Security impact is indirect but significant because the what-if operation can reveal unsafe infrastructure changes before they are applied. Review output for public IP creation, firewall rule expansion, managed identity replacement, role assignment changes, Key Vault access policy shifts, private endpoint removal, or diagnostic setting deletion. The operation itself should be run by trusted identities because it exposes subscription structure and planned resource IDs. Store outputs in protected pipeline artifacts, not public logs. Permissions should match deployment least privilege, and secret parameters should be passed securely so preview runs do not leak sensitive values or references during regulated release review.

Cost

Cost impact is indirect because the operation is a preview, not a spend calculator.
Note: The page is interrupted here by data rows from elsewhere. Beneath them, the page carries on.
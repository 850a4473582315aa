//! Authenticated REST gateway: issue requests against a base URL, intercept `401` responses,
//! refresh credentials through a single in-flight call, and replay every waiting request once.

#![deny(clippy::all, missing_docs, unused_crate_dependencies)]

pub mod config;
pub mod error;
pub mod gateway;
pub mod obs;
pub mod request;
pub mod session;
pub mod transport;

mod _prelude {
	pub use std::{
		collections::{BTreeMap, VecDeque},
		error::Error as StdError,
		fmt::{Debug, Display, Formatter, Result as FmtResult},
		future::Future,
		pin::Pin,
		sync::Arc,
	};

	pub use http::{HeaderMap, HeaderName, HeaderValue, Method, StatusCode};
	pub use parking_lot::Mutex;
	#[cfg(feature = "reqwest")]
	pub use reqwest::{Client as ReqwestClient, Error as ReqwestError};
	pub use serde::{Deserialize, Serialize, de::DeserializeOwned};
	pub use thiserror::Error as ThisError;
	pub use time::{Duration, OffsetDateTime};
	pub use url::Url;

	pub use crate::error::{Error, Result};
}

pub use http;
#[cfg(feature = "reqwest")] pub use reqwest;
pub use url;
#[cfg(test)] use {color_eyre as _, httpmock as _};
Its value is showing planned resources that could change cost: new gateways, plan upgrades, database SKU changes, extra replicas, diagnostic retention, private endpoints, or deleted reservation-support resources. It can also catch accidental duplication when a name or scope parameter points to the wrong environment. FinOps teams should not rely on what-if alone for forecasts, but it is a strong early warning. Tagging, budgets, pricing calculators, and cost analysis should follow when the operation shows spend-affecting infrastructure changes before spend ownership becomes disputed or finance review closes.

Reliability

Reliability value comes from seeing disruption risk before the deployment engine acts. The operation can show replace or delete behavior, capacity changes, zone-setting differences, route-table modifications, or removal of monitoring resources. Those signals let teams add maintenance windows, backups, slot swaps, or rollback steps before approval. It is not a chaos test and cannot prove that an application will survive the change, so post-deployment validation remains required. Watch for noisy or unknown values, but do not dismiss the whole result as noise. A single unexpected delete in the operation output deserves investigation before anyone proceeds with approval or execution in production.

Performance

Runtime performance is not directly affected by running the operation. The operational performance gain is speed and certainty during deployment review. Instead of manually reading a large Bicep module graph, engineers get a computed list of planned deltas. That helps them spot changes to scale units, cache tiers, load-balancer rules, database compute, or storage settings that could affect application performance. Very large templates can produce long outputs, so teams should summarize high-risk fields while retaining raw artifacts. The operation also saves pipeline time by stopping bad releases for large platform changes before create or update work begins during review cycles.

Operations

Operators use the what-if operation as a repeatable gate. They run it with the intended template and parameter set, check the scope, review change types, and store the result with the deployment record. During incidents, they can run it quickly to verify whether a proposed hotfix only touches the intended resource. During audits, saved output explains why a deployment was considered safe. Operational runbooks should define which change types require escalation, how to handle false positives, and who can override the gate. Output formatting matters during high-pressure production changes and incident recovery bridges because unreadable JSON causes teams to skip the review.

Common mistakes

  • Reviewing the operation output casually instead of defining which change types block deployment.
  • Assuming unknown property values are harmless without checking the resource provider behavior.
  • Saving only a screenshot of the operation instead of the raw output used by automation.
  • Running the operation under a different identity from the final deployment identity.
  • Forgetting that a successful operation preview still needs post-deployment health and compliance checks.